** Opening Exercise material block **
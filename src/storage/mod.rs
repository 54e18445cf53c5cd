use std::sync::Arc;

use anyhow::Result;
use async_channel::Sender;
use async_trait::async_trait;
use aws_sdk_s3::primitives::ByteStream;
use aws_smithy_types::body::SdkBody;
use chrono::{DateTime, Utc};
use dyn_clone::DynClone;
use futures_util::stream::TryStreamExt;
use http_body_util::{BodyExt, StreamBody};
use hyper::body::Frame;
use tokio::io::{AsyncRead, BufReader};
use tokio_util::io::ReaderStream;

use crate::config::ClientConfig;
use crate::transfer::bandwidth::{BandwidthLimiter, RateLimitedReader};
use crate::types::token::PipelineCancellationToken;
use crate::types::{ObjectEntry, ObjectUrl, StoragePath, SyncStatistics};

pub mod local;
pub mod s3;

pub type Storage = Box<dyn StorageTrait + Send + Sync>;

#[async_trait]
pub trait StorageFactory {
    async fn create(
        storage_path: StoragePath,
        cancellation_token: PipelineCancellationToken,
        stats_sender: Sender<SyncStatistics>,
        client_config: Option<ClientConfig>,
        rate_limiter: Option<Arc<BandwidthLimiter>>,
    ) -> Storage;
}

/// The surface the sync and copy engines consume. Keys are relative to the
/// storage root.
#[async_trait]
pub trait StorageTrait: DynClone {
    fn is_local_storage(&self) -> bool;
    fn object_url(&self, key: &str) -> ObjectUrl;
    async fn list_objects(&self, sender: &Sender<ObjectEntry>, max_keys: i32) -> Result<()>;
    async fn stat_object(&self, key: &str) -> Result<ObjectEntry>;
    async fn get_object_reader(
        &self,
        key: &str,
    ) -> Result<Box<dyn AsyncRead + Send + Sync + Unpin>>;
    async fn put_object(
        &self,
        key: &str,
        reader: Box<dyn AsyncRead + Send + Sync + Unpin>,
        size: u64,
        last_modified: Option<DateTime<Utc>>,
    ) -> Result<()>;
    async fn delete_object(&self, key: &str) -> Result<()>;
    fn get_stats_sender(&self) -> Sender<SyncStatistics>;
    async fn send_stats(&self, stats: SyncStatistics);
}

/// Bridges a reader into an SDK `ByteStream`, threading the byte counter
/// and the optional bandwidth limiter through the stream.
pub fn convert_to_byte_stream_with_limit<R>(
    reader: R,
    stats_sender: Sender<SyncStatistics>,
    rate_limiter: Option<Arc<BandwidthLimiter>>,
    cancellation_token: PipelineCancellationToken,
) -> ByteStream
where
    R: AsyncRead + Send + Sync + 'static,
{
    let async_read =
        RateLimitedReader::new(reader, rate_limiter, Some(stats_sender), cancellation_token);

    let buf_reader = BufReader::new(async_read);

    let reader_stream = ReaderStream::new(buf_reader).map_ok(Frame::data);

    let stream_body = StreamBody::new(reader_stream);

    let boxed_body = BodyExt::boxed(stream_body);

    ByteStream::new(SdkBody::from_body_1_x(boxed_body))
}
** Closing Exercise material block **
■ What you will do ■
Scan the data above and copy each line containing the word "ObjectUrl".

■ Written reply ■
use crate::types::{ObjectEntry, ObjectUrl, StoragePath, SyncStatistics};
    fn object_url(&self, key: &str) -> ObjectUrl;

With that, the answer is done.